UNITED STATES DISTRICT COURT SOUTHERN DISTRICT OF CALIFORNIA
November 26, 2007
MARK OUELLETTE, PETITIONER,
ROBERT J. HERNANDEZ, WARDEN, RESPONDENT.
The opinion of the court was delivered by: Hon. Roger T. Benitez United States District Judge
ORDER ADOPTING AND MODIFYING REPORT AND RECOMMENDATION
Mark Ouellette ("Petitioner"), a state inmate represented by counsel, filed a petition for writ of habeas corpus pursuant to 28 U.S.C. § 2254 ("Petition") on November 9, 2006, challenging his Board of Parole Hearing decision. Robert J. Hernandez ("Respondent") filed a Motion to Dismiss ("Motion") on March 19, 2007, arguing the Petition is a "mixed petition" containing both exhausted and unexhausted claims. ( Doc. No. 6.) In response, Petitioner filed an Opposition to Respondent's Motion to Dismiss ("Opposition") on April 10, 2007. (Doc. No. 8.)
On September 27, 2007, Magistrate Judge William McCurine issued a Report and Recommendation ("Report") recommending that the Motion to Dismiss be denied. Respondent only objects in part to the Report's findings. Respondent concedes that "the ultimate conclusion of the Report" is correct.(See Objections at 2:1; 7:13.) But he points out that there are seven incorrect factual and legal findings in the Report. See id. at 1-2. For the reasons stated below, the Court adopts the well-reasoned Report and Recommendation of the Magistrate Judge with modifications, denies Respondent's Motion to Dismiss, and directs Respondent to file an Answer and show cause why the writ should not be granted.
A district judge "may accept, reject, or modify the recommended decision" of a Magistrate Judge on a dispositive matter. F.R.C.P. 72(b); see also 28 U.S.C. §636(b)(1). Moreover, "the court shall make a de novo determination of those portions of the [Report and Recommendation] to which objection is made." Id. "The statute makes it clear that the district judge must review the magistrate judge's findings and recommendations de novo if objection is made, but not otherwise. . . . Neither the Constitution nor the statute requires a district judge to review, de novo, findings and recommendations that the parties themselves accept as correct." U.S. v. Reyna-Tapia, 328 F.3d 1114, 1121 (9th Cir. 2003) (en banc), cert denied, 157 L.Ed.2d 182 (2003) (emphasis in original).
In the Report and Recommendation, the Magistrate Judge correctly considered the Petitioner's efforts to exhaust his state remedies and determined that all of the issues were exhausted. Accordingly, this Court adopts the Report and Recommendation with modifications.
II. STATE PROCEEDINGS
On November 18, 1993, Petitioner entered a guilty plea to second-degree murder and was sentenced to a term of 15 years to life with the possibility of parole. (Lodgment 1.) Defendant was given credit for 564 days in custody. Id. Petitioner had his parole consideration hearing at the Richard J. Donovan Correctional Facility on August 10, 2005. (Petition, Ex. B at 1.) After considering Petitioner's history and parole plans, the Parole Board found Petitioner unsuitable for parole for three years. Id. at 81-82. The Parole Board decision became final on December 28, 2005. Id. at 89.

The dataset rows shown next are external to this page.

//! The versioned serialization envelope for persisted entries.

use std::time::{Duration, SystemTime};

use cachette_tier::CacheEntry;
use serde::{Deserialize, Serialize};
use serde_json::Value;

/// Version of the persisted entry format.
///
/// Bump this whenever the envelope shape changes incompatibly; entries carrying
/// any other version are discarded on read instead of being misinterpreted.
pub(crate) const SCHEMA_VERSION: u32 = 1;

/// The on-store representation of a cache entry.
#[derive(Debug, Serialize, Deserialize)]
pub(crate) struct Envelope {
    pub schema_version: u32,
    #[serde(default, skip_serializing_if = "Option::is_none")]
    pub written_at_ms: Option<u64>,
    #[serde(default, skip_serializing_if = "Option::is_none")]
    pub ttl_ms: Option<u64>,
    #[serde(default, skip_serializing_if = "Vec::is_empty")]
    pub tags: Vec<String>,
    pub value: Value,
}

impl Envelope {
    pub(crate) fn from_entry(entry: &CacheEntry<Value>) -> Self {
        Self {
            schema_version: SCHEMA_VERSION,
            written_at_ms: entry
                .written_at()
                .and_then(|at| at.duration_since(SystemTime::UNIX_EPOCH).ok())
                .map(|since_epoch| u64::try_from(since_epoch.as_millis()).unwrap_or(u64::MAX)),
            ttl_ms: entry.ttl().map(|ttl| u64::try_from(ttl.as_millis()).unwrap_or(u64::MAX)),
            tags: entry.tags().to_vec(),
            value: entry.value().clone(),
        }
    }

    /// Converts the envelope back into an entry.
    ///
    /// Returns `None` if the envelope was written by an incompatible version.
    pub(crate) fn into_entry(self) -> Option<CacheEntry<Value>> {
        if self.schema_version != SCHEMA_VERSION {
            return None;
        }
        Some(CacheEntry::from_parts(
            self.value,
            self.written_at_ms
                .map(|ms| SystemTime::UNIX_EPOCH + Duration::from_millis(ms)),
            self.ttl_ms.map(Duration::from_millis),
            self.tags,
        ))
    }
}

#[cfg(test)]
mod tests {
    use super::*;

    #[test]
    fn roundtrip_preserves_metadata() {
        let written = SystemTime::UNIX_EPOCH + Duration::from_millis(1_234_567);
        let entry = CacheEntry::from_parts(
            Value::from(42),
            Some(written),
            Some(Duration::from_millis(500)),
            vec!["x".to_string()],
        );

        let bytes = serde_json::to_vec(&Envelope::from_entry(&entry)).unwrap();
        let decoded: Envelope = serde_json::from_slice(&bytes).unwrap();
        let restored = decoded.into_entry().unwrap();

        assert_eq!(restored, entry);
    }

    #[test]
    fn incompatible_version_is_discarded() {
        let envelope = Envelope {
            schema_version: SCHEMA_VERSION + 1,
            written_at_ms: None,
            ttl_ms: None,
            tags: Vec::new(),
            value: Value::from("data"),
        };

        assert!(envelope.into_entry().is_none());
    }

    #[test]
    fn missing_optional_fields_deserialize() {
        let decoded: Envelope = serde_json::from_str(r#"{"schema_version":1,"value":7}"#).unwrap();
        let entry = decoded.into_entry().unwrap();

        assert!(entry.written_at().is_none());
        assert!(entry.ttl().is_none());
        assert!(entry.tags().is_empty());
    }
}
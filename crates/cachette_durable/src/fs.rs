//! Filesystem-backed durable store.

use std::io::ErrorKind;
use std::path::{Path, PathBuf};

use crate::error::StoreError;
use crate::store::DurableStore;

/// A [`DurableStore`] persisting one file per key under a root directory.
///
/// File names are the hex encoding of the key, so arbitrary key strings —
/// including namespace separators and filter-parameter encodings — map to valid
/// file names and can be decoded back during prefix enumeration.
///
/// Construction is infallible; the root directory is created on the first
/// write. A root that cannot be created or read surfaces as `StoreError` from
/// the individual operations, which the tier above degrades to misses.
///
/// # Examples
///
/// ```
/// use cachette_durable::{DurableStore, FsStore};
///
/// let dir = tempfile::tempdir().unwrap();
/// let store = FsStore::new(dir.path());
///
/// store.write("records/all", b"payload").unwrap();
/// assert_eq!(store.read("records/all").unwrap().as_deref(), Some(b"payload".as_slice()));
/// ```
#[derive(Clone, Debug)]
pub struct FsStore {
    root: PathBuf,
}

impl FsStore {
    /// Creates a store rooted at `root`.
    #[must_use]
    pub fn new(root: impl Into<PathBuf>) -> Self {
        Self { root: root.into() }
    }

    /// Returns the root directory of this store.
    #[must_use]
    pub fn root(&self) -> &Path {
        &self.root
    }

    fn path_for(&self, key: &str) -> PathBuf {
        self.root.join(hex::encode(key))
    }
}

impl DurableStore for FsStore {
    fn read(&self, key: &str) -> Result<Option<Vec<u8>>, StoreError> {
        match std::fs::read(self.path_for(key)) {
            Ok(bytes) => Ok(Some(bytes)),
            Err(e) if e.kind() == ErrorKind::NotFound => Ok(None),
            Err(e) => Err(StoreError::caused_by(e)),
        }
    }

    fn write(&self, key: &str, bytes: &[u8]) -> Result<(), StoreError> {
        std::fs::create_dir_all(&self.root).map_err(StoreError::caused_by)?;
        std::fs::write(self.path_for(key), bytes).map_err(StoreError::caused_by)
    }

    fn remove(&self, key: &str) -> Result<(), StoreError> {
        match std::fs::remove_file(self.path_for(key)) {
            Ok(()) => Ok(()),
            Err(e) if e.kind() == ErrorKind::NotFound => Ok(()),
            Err(e) => Err(StoreError::caused_by(e)),
        }
    }

    fn keys_with_prefix(&self, prefix: &str) -> Result<Vec<String>, StoreError> {
        let dir = match std::fs::read_dir(&self.root) {
            Ok(dir) => dir,
            // No writes have happened yet; an absent root holds no keys.
            Err(e) if e.kind() == ErrorKind::NotFound => return Ok(Vec::new()),
            Err(e) => return Err(StoreError::caused_by(e)),
        };

        let mut keys = Vec::new();
        for entry in dir {
            let entry = entry.map_err(StoreError::caused_by)?;
            let name = entry.file_name();
            // Files whose names don't decode back to a key are not ours; skip them.
            let Some(name) = name.to_str() else { continue };
            let Ok(raw) = hex::decode(name) else { continue };
            let Ok(key) = String::from_utf8(raw) else { continue };
            if key.starts_with(prefix) {
                keys.push(key);
            }
        }
        Ok(keys)
    }
}
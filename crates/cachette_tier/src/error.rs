//! Error types for tier operations.

/// An error from a cache tier operation.
///
/// This is an opaque error type that can wrap any underlying error from a tier
/// implementation. Use [`std::error::Error::source()`] to access the underlying
/// cause if needed.
///
/// # Example
///
/// ```
/// use cachette_tier::Error;
///
/// let error = Error::from_message("operation failed");
/// ```
#[ohno::error]
pub struct Error {}

impl Error {
    /// Creates a new error from any type that can be converted to an error.
    ///
    /// This is the public API for creating tier errors from external crates.
    pub fn from_message(cause: impl Into<Box<dyn std::error::Error + Send + Sync>>) -> Self {
        Self::caused_by(cause)
    }
}

/// A specialized [`Result`] type for tier operations.
pub type Result<T> = std::result::Result<T, Error>;

#[cfg(test)]
mod tests {
    use super::*;

    #[test]
    fn error_display_contains_cause_message() {
        let error = Error::caused_by("display test");
        let display_str = format!("{error}");
        assert!(
            display_str.contains("display test"),
            "display output should contain the cause message, got: {display_str}"
        );
    }

    #[test]
    fn result_type_alias_propagates_errors() {
        fn returns_err() -> Result<i32> {
            Err(Error::caused_by("expected failure"))
        }

        let err = returns_err().expect_err("should return an error");
        assert!(format!("{err}").contains("expected failure"));
    }
}
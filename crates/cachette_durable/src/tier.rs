//! The durable cache tier: a namespaced, defensive adapter over a [`DurableStore`].

use std::fmt;
use std::sync::Arc;

use cachette_tier::{CacheEntry, CacheTier, Error};
use serde_json::Value;
use tracing::{debug, warn};

use crate::envelope::Envelope;
use crate::store::DurableStore;

/// A [`CacheTier`] over any [`DurableStore`].
///
/// Entries are persisted under `<namespace>/<key>` as a versioned JSON envelope.
/// Every store failure is absorbed here: reads degrade to misses, writes to
/// no-ops, and the tag sweep to a partial (or empty) result. Nothing the store
/// does can surface as an error to the cache above — when the store is entirely
/// unavailable the cache simply operates memory-only.
///
/// Corrupt or version-incompatible entries are removed when encountered, so a
/// bad byte sequence is decoded (and logged) at most once.
///
/// # Examples
///
/// ```
/// use cachette_durable::{DurableTier, FsStore};
/// use cachette_tier::{CacheEntry, CacheTier};
/// use serde_json::Value;
///
/// # futures::executor::block_on(async {
/// let dir = tempfile::tempdir().unwrap();
/// let tier = DurableTier::new(FsStore::new(dir.path()), "records");
///
/// tier.insert(&"all".to_string(), CacheEntry::new(Value::from(42))).await?;
/// let entry = tier.get(&"all".to_string()).await?;
/// assert_eq!(*entry.unwrap().value(), Value::from(42));
/// # Ok::<(), cachette_tier::Error>(())
/// # });
/// ```
#[derive(Clone)]
pub struct DurableTier {
    store: Arc<dyn DurableStore>,
    namespace: String,
}

impl fmt::Debug for DurableTier {
    fn fmt(&self, f: &mut fmt::Formatter<'_>) -> fmt::Result {
        f.debug_struct("DurableTier")
            .field("namespace", &self.namespace)
            .finish_non_exhaustive()
    }
}

impl DurableTier {
    /// Creates a tier over `store`, scoping all keys under `namespace`.
    pub fn new(store: impl DurableStore + 'static, namespace: impl Into<String>) -> Self {
        Self {
            store: Arc::new(store),
            namespace: namespace.into(),
        }
    }

    /// Returns the namespace all keys of this tier are scoped under.
    #[must_use]
    pub fn namespace(&self) -> &str {
        &self.namespace
    }

    fn storage_key(&self, key: &str) -> String {
        format!("{}/{}", self.namespace, key)
    }

    fn key_prefix(&self) -> String {
        format!("{}/", self.namespace)
    }

    /// Decodes stored bytes, removing the entry if it cannot be understood.
    fn decode(&self, storage_key: &str, bytes: &[u8]) -> Option<CacheEntry<Value>> {
        match serde_json::from_slice::<Envelope>(bytes) {
            Ok(envelope) => {
                let entry = envelope.into_entry();
                if entry.is_none() {
                    debug!(key = storage_key, "discarding durable entry with incompatible schema version");
                    self.remove_quietly(storage_key);
                }
                entry
            }
            Err(e) => {
                warn!(key = storage_key, error = %e, "corrupt durable entry; removing");
                self.remove_quietly(storage_key);
                None
            }
        }
    }

    fn remove_quietly(&self, storage_key: &str) {
        if let Err(e) = self.store.remove(storage_key) {
            debug!(key = storage_key, error = %e, "failed to remove durable entry");
        }
    }
}

impl CacheTier<String, Value> for DurableTier {
    async fn get(&self, key: &String) -> Result<Option<CacheEntry<Value>>, Error> {
        let storage_key = self.storage_key(key);
        let bytes = match self.store.read(&storage_key) {
            Ok(Some(bytes)) => bytes,
            Ok(None) => return Ok(None),
            Err(e) => {
                warn!(key = %key, error = %e, "durable read failed; treating as miss");
                return Ok(None);
            }
        };
        Ok(self.decode(&storage_key, &bytes))
    }

    async fn insert(&self, key: &String, entry: CacheEntry<Value>) -> Result<(), Error> {
        let bytes = match serde_json::to_vec(&Envelope::from_entry(&entry)) {
            Ok(bytes) => bytes,
            Err(e) => {
                warn!(key = %key, error = %e, "failed to serialize durable entry; dropping write");
                return Ok(());
            }
        };
        if let Err(e) = self.store.write(&self.storage_key(key), &bytes) {
            warn!(key = %key, error = %e, "durable write failed; dropping write");
        }
        Ok(())
    }

    async fn invalidate(&self, key: &String) -> Result<(), Error> {
        if let Err(e) = self.store.remove(&self.storage_key(key)) {
            warn!(key = %key, error = %e, "durable remove failed");
        }
        Ok(())
    }

    /// Removes every entry whose tags intersect `tags`.
    ///
    /// The store has no secondary index on tags, so this enumerates all keys
    /// under the namespace and decodes each envelope — an O(N) sweep, acceptable
    /// at the expected scale of tens to low hundreds of entries.
    async fn invalidate_tags(&self, tags: &[String]) -> Result<u64, Error> {
        let keys = match self.store.keys_with_prefix(&self.key_prefix()) {
            Ok(keys) => keys,
            Err(e) => {
                warn!(namespace = %self.namespace, error = %e, "durable enumeration failed; skipping tag sweep");
                return Ok(0);
            }
        };

        let mut removed = 0;
        for storage_key in keys {
            let bytes = match self.store.read(&storage_key) {
                Ok(Some(bytes)) => bytes,
                Ok(None) => continue,
                Err(e) => {
                    debug!(key = %storage_key, error = %e, "durable read failed during tag sweep");
                    continue;
                }
            };
            let Some(entry) = self.decode(&storage_key, &bytes) else {
                continue;
            };
            if entry.has_any_tag(tags) {
                self.remove_quietly(&storage_key);
                removed += 1;
            }
        }
        Ok(removed)
    }

    async fn clear(&self) -> Result<(), Error> {
        let keys = match self.store.keys_with_prefix(&self.key_prefix()) {
            Ok(keys) => keys,
            Err(e) => {
                warn!(namespace = %self.namespace, error = %e, "durable enumeration failed; skipping clear");
                return Ok(());
            }
        };
        for storage_key in keys {
            self.remove_quietly(&storage_key);
        }
        Ok(())
    }

    fn len(&self) -> Option<u64> {
        self.store
            .keys_with_prefix(&self.key_prefix())
            .ok()
            .map(|keys| keys.len() as u64)
    }
}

On January 4, 2006, Petitioner filed a Petition for Writ of Habeas Corpus with California Superior Court for the County of Los Angeles. (Petition, Ex. D at 1.) The California Superior Court denied the petition on July 10, 2006. Id. at 2. The California Superior Court held the Parole Board decision was not arbitrary and did not violate due process because the decision was based on "some evidence" and additional corroborating factors. Id. at 2-3.
In a summary decision, the California Court of Appeal denied the Petition for Writ of Habeas Corpus citing In re Rosenkrantz, 29 Cal. 4th 616, 667 (Cal. 2002) for the proposition that the Parole Board's denial in a parole suitability determination must be upheld if it is supported by "some evidence" in the record of the proceedings before the board. (Petition, Exhibit E.) On October 25, 2006, the Supreme Court of California declined review in a one-line order -- "Petition for review DENIED." (Petition, Exhibit F.)
III. FEDERAL PROCEEDINGS
The California Supreme Court denied Petitioner's Petition for Review on October 25, 2006. Judge McCurine found that the ninety-day period for filing a petition for certiorari with the United States Supreme Court ended on January 13, 2006, which started the running of the statute of limitations under 28 U.S.C. § 2244(d) for Petitioner's federal habeas petition. Therefore, absent tolling, the statute of limitations would expire on January 13, 2007.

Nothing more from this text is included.